### Extracted information
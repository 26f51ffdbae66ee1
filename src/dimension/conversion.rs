// Copyright 2026 ndaxes developers.
//
// Licensed under the Apache License, Version 2.0 <LICENSE-APACHE or
// http://www.apache.org/licenses/LICENSE-2.0> or the MIT license
// <LICENSE-MIT or http://opensource.org/licenses/MIT>, at your
// option. This file may not be copied, modified, or distributed
// except according to those terms.

//! Tuple, array and vector shapes.
use crate::Ix;

/// Argument conversion into an array shape.
///
/// `()` is the zero-dimensional shape, a bare `Ix` is one-dimensional, and
/// tuples, arrays and vectors of `Ix` give one axis per entry.
pub trait IntoDimension {
    fn into_dimension(self) -> Vec<Ix>;
}

impl IntoDimension for () {
    #[inline]
    fn into_dimension(self) -> Vec<Ix> {
        Vec::new()
    }
}

impl IntoDimension for Ix {
    #[inline]
    fn into_dimension(self) -> Vec<Ix> {
        vec![self]
    }
}

impl<const N: usize> IntoDimension for [Ix; N] {
    #[inline]
    fn into_dimension(self) -> Vec<Ix> {
        self.to_vec()
    }
}

impl<'a> IntoDimension for &'a [Ix] {
    #[inline]
    fn into_dimension(self) -> Vec<Ix> {
        self.to_vec()
    }
}

impl IntoDimension for Vec<Ix> {
    #[inline]
    fn into_dimension(self) -> Vec<Ix> {
        self
    }
}

impl<'a> IntoDimension for &'a Vec<Ix> {
    #[inline]
    fn into_dimension(self) -> Vec<Ix> {
        self.clone()
    }
}

macro_rules! tuple_into_dimension {
    ($($name:ident)+) => {
        impl IntoDimension for ($(tuple_into_dimension!(@ix $name),)+) {
            #[inline]
            #[allow(non_snake_case)]
            fn into_dimension(self) -> Vec<Ix> {
                let ($($name,)+) = self;
                vec![$($name),+]
            }
        }
    };
    (@ix $name:ident) => { Ix };
}

tuple_into_dimension!(a);
tuple_into_dimension!(a b);
tuple_into_dimension!(a b c);
tuple_into_dimension!(a b c d);
tuple_into_dimension!(a b c d e);
tuple_into_dimension!(a b c d e f);
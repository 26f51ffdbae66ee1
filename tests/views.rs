use ndaxes::prelude::*;
use ndaxes::{ErrorKind, Ix};

#[test]
fn swapaxes_exchanges_two_axes() {
    let a = ArcArray::from_shape_fn((2, 3, 4), |ix| ix[0] * 100 + ix[1] * 10 + ix[2]);
    let s = swapaxes(&a, 0, 2).unwrap();
    assert_eq!(s.shape(), &[4, 3, 2]);
    assert_eq!(s.strides(), &[1, 4, 12]);
    assert!(s.shares_storage(&a));
    assert_eq!(s.get(&[3, 1, 0]), Some(&13));

    let mut m = a.view();
    m.swap_axes(0, 2);
    assert_eq!(m, s);
    assert_eq!(swapaxes(&a, 1, -3).unwrap().shape(), &[3, 2, 4]);
    assert_eq!(swapaxes(&a, 3, 0).unwrap_err().kind(), ErrorKind::AxisOutOfRange);
}

#[test]
fn views_outlive_source() {
    let view = {
        let a = ArcArray::from_shape_vec((2, 2), vec![1, 2, 3, 4]).unwrap();
        transpose(&a).unwrap()
    };
    assert!(view.is_unique());
    assert_eq!(view.to_vec(), vec![1, 3, 2, 4]);
}

#[test]
fn writes_do_not_leak_into_aliases() {
    let a = ArcArray::from_shape_vec((2, 3), (0..6).collect::<Vec<i32>>()).unwrap();
    let mut t = transpose(&a).unwrap();
    assert!(!t.is_unique());

    *t.get_mut(&[2, 1]).unwrap() = 50;
    assert!(t.is_unique());
    assert!(!t.shares_storage(&a));
    assert_eq!(t.get(&[2, 1]), Some(&50));
    assert_eq!(a.get(&[1, 2]), Some(&5));
    assert_eq!(t.get_mut(&[3, 0]), None);
}

#[test]
fn metadata_is_per_handle() {
    let a = ArcArray::<u8>::zeros((2, 3, 4));
    let mut b = a.view();
    b.swap_axes(0, 1);
    assert_eq!(a.shape(), &[2, 3, 4]);
    assert_eq!(b.shape(), &[3, 2, 4]);
}

#[test]
#[should_panic]
fn permuted_axes_rejects_non_permutation() {
    let a = ArcArray::<u8>::zeros((2, 3, 4));
    let _ = a.permuted_axes(&[0, 0, 1]);
}

/// A shape-only stand-in, showing that the axis functions accept any type
/// that can permute its axes.
#[derive(Clone, Debug, PartialEq)]
struct Shape(Vec<Ix>);

impl Permute for Shape {
    type Output = Shape;

    fn ndim(&self) -> usize {
        self.0.len()
    }

    fn view(&self) -> Shape {
        self.clone()
    }

    fn permuted_axes(&self, axes: &[Ix]) -> Shape {
        Shape(axes.iter().map(|&ax| self.0[ax]).collect())
    }
}

#[test]
fn custom_permute_types() {
    let s = Shape(vec![3, 4, 5, 6]);
    assert_eq!(rollaxis(&s, 3, 1).unwrap(), Shape(vec![3, 6, 4, 5]));
    assert_eq!(moveaxis(&s, [0, 1], [-1, -2]).unwrap(), Shape(vec![5, 6, 4, 3]));
    assert_eq!(transpose(&s).unwrap(), Shape(vec![6, 5, 4, 3]));
    assert_eq!(swapaxes(&s, 0, 1).unwrap(), Shape(vec![4, 3, 5, 6]));
    assert_eq!(rollaxis(&s, 1, 2).unwrap(), s);
}
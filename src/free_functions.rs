// Copyright 2026 ndaxes developers.
//
// Licensed under the Apache License, Version 2.0 <LICENSE-APACHE or
// http://www.apache.org/licenses/LICENSE-2.0> or the MIT license
// <LICENSE-MIT or http://opensource.org/licenses/MIT>, at your
// option. This file may not be copied, modified, or distributed
// except according to those terms.

use crate::dimension::{normalize_axis_index, AxisArg};
use crate::error::Result;
use crate::permute::{self, AxesPlan, IntoPermute, Permute};
use crate::{ArcArray, AsArray, ConstructOptions, Element, Ix, Ixs, Order};

/// Build a new array from `input` with full control over copying, order,
/// kind and minimum dimensionality.
///
/// ```
/// use ndaxes::{array, ArcArray, ConstructOptions};
///
/// let a: ArcArray<f64> = array(vec![vec![1, 2], vec![3, 4]], ConstructOptions::new()).unwrap();
/// assert_eq!(a.shape(), &[2, 2]);
/// assert_eq!(a.get(&[1, 0]), Some(&3.));
/// ```
pub fn array<A, T>(input: T, options: ConstructOptions) -> Result<ArcArray<A>>
where
    A: Element,
    T: AsArray,
{
    input.construct(options)
}

/// Convert `input` to an array of `A`, copying only when required.
///
/// An `ArcArray<A>` whose layout satisfies `order` (any layout when `order`
/// is `None`) is returned as a new handle to the same storage. A different
/// element type, or a layout that does not satisfy `order`, gives a copy
/// with each element converted to `A`. A matrix is returned as a base array.
///
/// **Errors** with `InvalidCast` if an element does not fit `A`, and with
/// `IncompatibleShape` for ragged nested input.
///
/// ```
/// use ndaxes::{asarray, ArcArray, Order};
///
/// let a = ArcArray::from(vec![1., 2.]);
/// assert!(asarray::<f64, _>(&a, None).unwrap().shares_storage(&a));
///
/// let b: ArcArray<f32> = asarray(&a, None).unwrap();
/// assert_eq!(b.to_vec(), vec![1., 2.]);
///
/// let m = ArcArray::<f64>::zeros((2, 3)).into_matrix().unwrap();
/// assert!(!asarray::<f64, _>(&m, Some(Order::C)).unwrap().is_matrix());
/// ```
pub fn asarray<A, T>(input: T, order: Option<Order>) -> Result<ArcArray<A>>
where
    A: Element,
    T: AsArray,
{
    input.construct(ConstructOptions::new().copy(false).order_opt(order))
}

/// Like [`asarray`], but a matrix stays a matrix.
pub fn asanyarray<A, T>(input: T, order: Option<Order>) -> Result<ArcArray<A>>
where
    A: Element,
    T: AsArray,
{
    input.construct(ConstructOptions::new().copy(false).order_opt(order).subok(true))
}

/// Return an array with at least one axis in row major storage.
///
/// A zero-dimensional input becomes shape `[1]`.
pub fn ascontiguousarray<A, T>(input: T) -> Result<ArcArray<A>>
where
    A: Element,
    T: AsArray,
{
    input.construct(ConstructOptions::new().copy(false).order(Order::C).ndmin(1))
}

/// Return an array with at least one axis in column major storage.
///
/// A zero-dimensional input becomes shape `[1]`.
pub fn asfortranarray<A, T>(input: T) -> Result<ArcArray<A>>
where
    A: Element,
    T: AsArray,
{
    input.construct(ConstructOptions::new().copy(false).order(Order::F).ndmin(1))
}

/// Roll `axis` backwards until it lies before position `start`; the other
/// axes keep their relative order.
///
/// `axis` counts from the end when negative. A negative `start` is offset by
/// the number of axes, after which it must lie in `0..=ndim`. Pass `0` to
/// roll the axis to the front. [`moveaxis`] is the easier to reason about
/// alternative.
///
/// Returns a view sharing storage with `a`. Vectors, slices and nested
/// vectors are converted with [`asarray`] first.
///
/// **Errors** with `AxisOutOfRange` if `axis` is out of bounds, and with
/// `InvalidArgument` if `start` is.
///
/// ```
/// use ndaxes::{rollaxis, ArcArray};
///
/// let a = ArcArray::<i32>::zeros((3, 4, 5, 6));
/// assert_eq!(rollaxis(&a, 3, 1).unwrap().shape(), &[3, 6, 4, 5]);
/// assert_eq!(rollaxis(&a, 2, 0).unwrap().shape(), &[5, 3, 4, 6]);
/// assert_eq!(rollaxis(&a, 1, 4).unwrap().shape(), &[3, 5, 6, 4]);
/// ```
pub fn rollaxis<T>(a: T, axis: Ixs, start: Ixs) -> Result<<T::Target as Permute>::Output>
where
    T: IntoPermute,
{
    let a = a.into_permute()?;
    let plan = permute::plan_rollaxis(a.ndim(), axis, start)?;
    Ok(permute::apply(&a, &plan))
}

/// Move axes `source` to positions `destination`; the other axes keep
/// their relative order.
///
/// Both arguments are a single axis or a sequence of distinct axes of the
/// same length, negative values counting from the end.
///
/// Returns a view sharing storage with `a`. Vectors, slices and nested
/// vectors are converted with [`asarray`] first.
///
/// **Errors** with `AxisOutOfRange` or `RepeatedAxis` for a bad axis in
/// either argument, and with `InvalidArgument` if their lengths differ.
///
/// ```
/// use ndaxes::{moveaxis, transpose, ArcArray};
///
/// let x = ArcArray::<f64>::zeros((3, 4, 5));
/// assert_eq!(moveaxis(&x, 0, -1).unwrap().shape(), &[4, 5, 3]);
/// assert_eq!(moveaxis(&x, -1, 0).unwrap().shape(), &[5, 3, 4]);
///
/// // these all achieve the same result
/// assert_eq!(transpose(&x).unwrap().shape(), &[5, 4, 3]);
/// assert_eq!(moveaxis(&x, [0, 1], [-1, -2]).unwrap().shape(), &[5, 4, 3]);
/// assert_eq!(moveaxis(&x, [0, 1, 2], [-1, -2, -3]).unwrap().shape(), &[5, 4, 3]);
/// ```
pub fn moveaxis<T, S, D>(a: T, source: S, destination: D) -> Result<<T::Target as Permute>::Output>
where
    T: IntoPermute,
    S: AxisArg,
    D: AxisArg,
{
    let a = a.into_permute()?;
    let plan = permute::plan_moveaxis(a.ndim(), &source, &destination)?;
    Ok(permute::apply(&a, &plan))
}

/// Exchange axes `axis1` and `axis2`, which may be negative.
///
/// **Errors** with `AxisOutOfRange` if either axis is out of bounds.
///
/// ```
/// use ndaxes::{swapaxes, ArcArray};
///
/// let a = ArcArray::<u8>::zeros((2, 3, 4));
/// assert_eq!(swapaxes(&a, 0, -1).unwrap().shape(), &[4, 3, 2]);
/// ```
pub fn swapaxes<T>(a: T, axis1: Ixs, axis2: Ixs) -> Result<<T::Target as Permute>::Output>
where
    T: IntoPermute,
{
    let a = a.into_permute()?;
    let ndim = a.ndim();
    let axis1 = normalize_axis_index(axis1, ndim, None)?;
    let axis2 = normalize_axis_index(axis2, ndim, None)?;
    let mut axes: Vec<Ix> = (0..ndim).collect();
    axes.swap(axis1, axis2);
    Ok(permute::apply(&a, &AxesPlan::Permutation(axes)))
}

/// Reverse the order of the axes.
pub fn transpose<T>(a: T) -> Result<<T::Target as Permute>::Output>
where
    T: IntoPermute,
{
    let a = a.into_permute()?;
    let axes: Vec<Ix> = (0..a.ndim()).rev().collect();
    Ok(permute::apply(&a, &AxesPlan::Permutation(axes)))
}
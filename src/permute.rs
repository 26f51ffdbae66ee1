// Copyright 2026 ndaxes developers.
//
// Licensed under the Apache License, Version 2.0 <LICENSE-APACHE or
// http://www.apache.org/licenses/LICENSE-2.0> or the MIT license
// <LICENSE-MIT or http://opensource.org/licenses/MIT>, at your
// option. This file may not be copied, modified, or distributed
// except according to those terms.

//! Axis permutation planning, and applying a plan to anything that can
//! permute its axes.
use crate::conversion::ConstructOptions;
use crate::dimension::{normalize_axis_index, normalize_axis_tuple, AxisArg};
use crate::error::{AxisError, Result};
use crate::{ArcArray, AsArray, Element, Ix, Ixs};

/// The axis order computed by a planner.
#[derive(Clone, Debug, PartialEq, Eq)]
pub enum AxesPlan {
    /// No axis moves; the result is a plain view of the input.
    Identity,
    /// Axis `i` of the result is axis `p[i]` of the input.
    Permutation(Vec<Ix>),
}

impl AxesPlan {
    /// Return `true` for the pass-through plan.
    pub fn is_identity(&self) -> bool {
        matches!(self, AxesPlan::Identity)
    }

    /// Return the full permutation for an array with `ndim` axes.
    pub fn to_permutation(&self, ndim: usize) -> Vec<Ix> {
        match self {
            AxesPlan::Identity => (0..ndim).collect(),
            AxesPlan::Permutation(p) => p.clone(),
        }
    }
}

/// Plan rolling `axis` backwards until it lies before position `start`.
///
/// `axis` may be negative, counting from the end. `start` may be negative
/// too and is then offset by `ndim`; after that it must lie in `0..=ndim`.
/// Since the rolled axis is first taken out, a `start` past `axis` refers to
/// the position before removal.
///
/// Returns `AxesPlan::Identity` when the axis already lies before `start`.
///
/// **Errors** with `AxisOutOfRange` if `axis` is outside `-ndim..ndim`, and
/// with `InvalidArgument` if `start` is outside `-ndim..ndim + 1`.
///
/// ```
/// use ndaxes::{plan_rollaxis, AxesPlan};
///
/// assert_eq!(plan_rollaxis(4, 3, 1).unwrap(), AxesPlan::Permutation(vec![0, 3, 1, 2]));
/// assert_eq!(plan_rollaxis(4, 1, 2).unwrap(), AxesPlan::Identity);
/// ```
pub fn plan_rollaxis(ndim: usize, axis: Ixs, start: Ixs) -> Result<AxesPlan> {
    let axis = normalize_axis_index(axis, ndim, None)?;
    let n = ndim as Ixs;
    let start = if start < 0 { start + n } else { start };
    if !(0..=n).contains(&start) {
        // reports `start` after the offset
        return Err(AxisError::InvalidArgument(format!(
            "'start' arg requires {} <= start < {}, but {} was passed in",
            -n,
            n + 1,
            start
        )));
    }
    let mut start = start as Ix;
    if axis < start {
        // the axis is removed before being inserted
        start -= 1;
    }
    if axis == start {
        return Ok(AxesPlan::Identity);
    }
    let mut axes: Vec<Ix> = (0..ndim).collect();
    axes.remove(axis);
    axes.insert(start, axis);
    Ok(AxesPlan::Permutation(axes))
}

/// Plan moving axes `source` to positions `destination`; the other axes keep
/// their relative order.
///
/// Each argument is a single axis or a sequence of axes, possibly negative.
///
/// **Errors** with `AxisOutOfRange` or `RepeatedAxis` from normalizing
/// either argument, and with `InvalidArgument` if they differ in length.
///
/// ```
/// use ndaxes::{plan_moveaxis, AxesPlan};
///
/// assert_eq!(plan_moveaxis(3, &0, &-1).unwrap(), AxesPlan::Permutation(vec![1, 2, 0]));
/// assert_eq!(plan_moveaxis(3, &[0, 1], &[-1, -2]).unwrap(), AxesPlan::Permutation(vec![2, 1, 0]));
/// ```
pub fn plan_moveaxis<S, D>(ndim: usize, source: &S, destination: &D) -> Result<AxesPlan>
where
    S: AxisArg + ?Sized,
    D: AxisArg + ?Sized,
{
    let source = normalize_axis_tuple(source, ndim, "source")?;
    let destination = normalize_axis_tuple(destination, ndim, "destination")?;
    if source.len() != destination.len() {
        return Err(AxisError::InvalidArgument(
            "`source` and `destination` arguments must have the same number of elements".to_string(),
        ));
    }

    let mut moved = vec![false; ndim];
    for &axis in &source {
        moved[axis] = true;
    }
    let mut order: Vec<Ix> = (0..ndim).filter(|&axis| !moved[axis]).collect();

    // ascending destinations, so each insert leaves earlier positions in place
    let mut pairs: Vec<(Ix, Ix)> = destination.into_iter().zip(source).collect();
    pairs.sort_unstable();
    for (dest, src) in pairs {
        order.insert(dest, src);
    }
    Ok(AxesPlan::Permutation(order))
}

/// Types that can reorder their axes without copying elements.
///
/// This is the one capability the axis functions need from an array. It is
/// implemented for [`ArcArray`]; other array-like types implement it to be
/// accepted by [`rollaxis`](crate::rollaxis), [`moveaxis`](crate::moveaxis)
/// and friends directly.
pub trait Permute {
    /// The view type produced.
    type Output;

    /// Number of axes.
    fn ndim(&self) -> usize;

    /// A view with unchanged axis order.
    fn view(&self) -> Self::Output;

    /// A view whose axis `i` is axis `axes[i]` of `self`.
    ///
    /// `axes` is always a permutation of `0..self.ndim()` when called by this
    /// crate.
    fn permuted_axes(&self, axes: &[Ix]) -> Self::Output;
}

/// Apply a plan: a plain view for `Identity`, a permuted view otherwise.
pub(crate) fn apply<P>(array: &P, plan: &AxesPlan) -> P::Output
where
    P: Permute + ?Sized,
{
    match plan {
        AxesPlan::Identity => array.view(),
        AxesPlan::Permutation(axes) => array.permuted_axes(axes),
    }
}

/// Argument conversion into a [`Permute`] value.
///
/// Borrowed `Permute` values are used as they are. Vectors, slices and
/// fixed size arrays do not have the capability and are converted with
/// [`asarray`](crate::asarray) first.
pub trait IntoPermute {
    type Target: Permute;

    fn into_permute(self) -> Result<Self::Target>;
}

impl<'a, P> IntoPermute for &'a P
where
    P: Permute + Clone,
{
    type Target = P;

    fn into_permute(self) -> Result<P> {
        Ok(self.clone())
    }
}

impl<A> IntoPermute for ArcArray<A> {
    type Target = ArcArray<A>;

    fn into_permute(self) -> Result<ArcArray<A>> {
        Ok(self)
    }
}

fn convert<T, A>(input: T) -> Result<ArcArray<A>>
where
    T: AsArray,
    A: Element,
{
    input.construct(ConstructOptions::new().copy(false))
}

impl<A: Element> IntoPermute for Vec<A> {
    type Target = ArcArray<A>;

    fn into_permute(self) -> Result<ArcArray<A>> {
        convert(self)
    }
}

impl<'a, A: Element> IntoPermute for &'a [A] {
    type Target = ArcArray<A>;

    fn into_permute(self) -> Result<ArcArray<A>> {
        convert(self)
    }
}

impl<A: Element, const N: usize> IntoPermute for [A; N] {
    type Target = ArcArray<A>;

    fn into_permute(self) -> Result<ArcArray<A>> {
        convert(self)
    }
}

impl<A: Element> IntoPermute for Vec<Vec<A>> {
    type Target = ArcArray<A>;

    fn into_permute(self) -> Result<ArcArray<A>> {
        convert(self)
    }
}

### About this task
Find the string "RepeatedAxis" in the entries above. Copy each line where it occurs.

### Exercise answer
/// **Errors** with `AxisOutOfRange` or `RepeatedAxis` for a bad axis in
/// **Errors** with `AxisOutOfRange` or `RepeatedAxis` from normalizing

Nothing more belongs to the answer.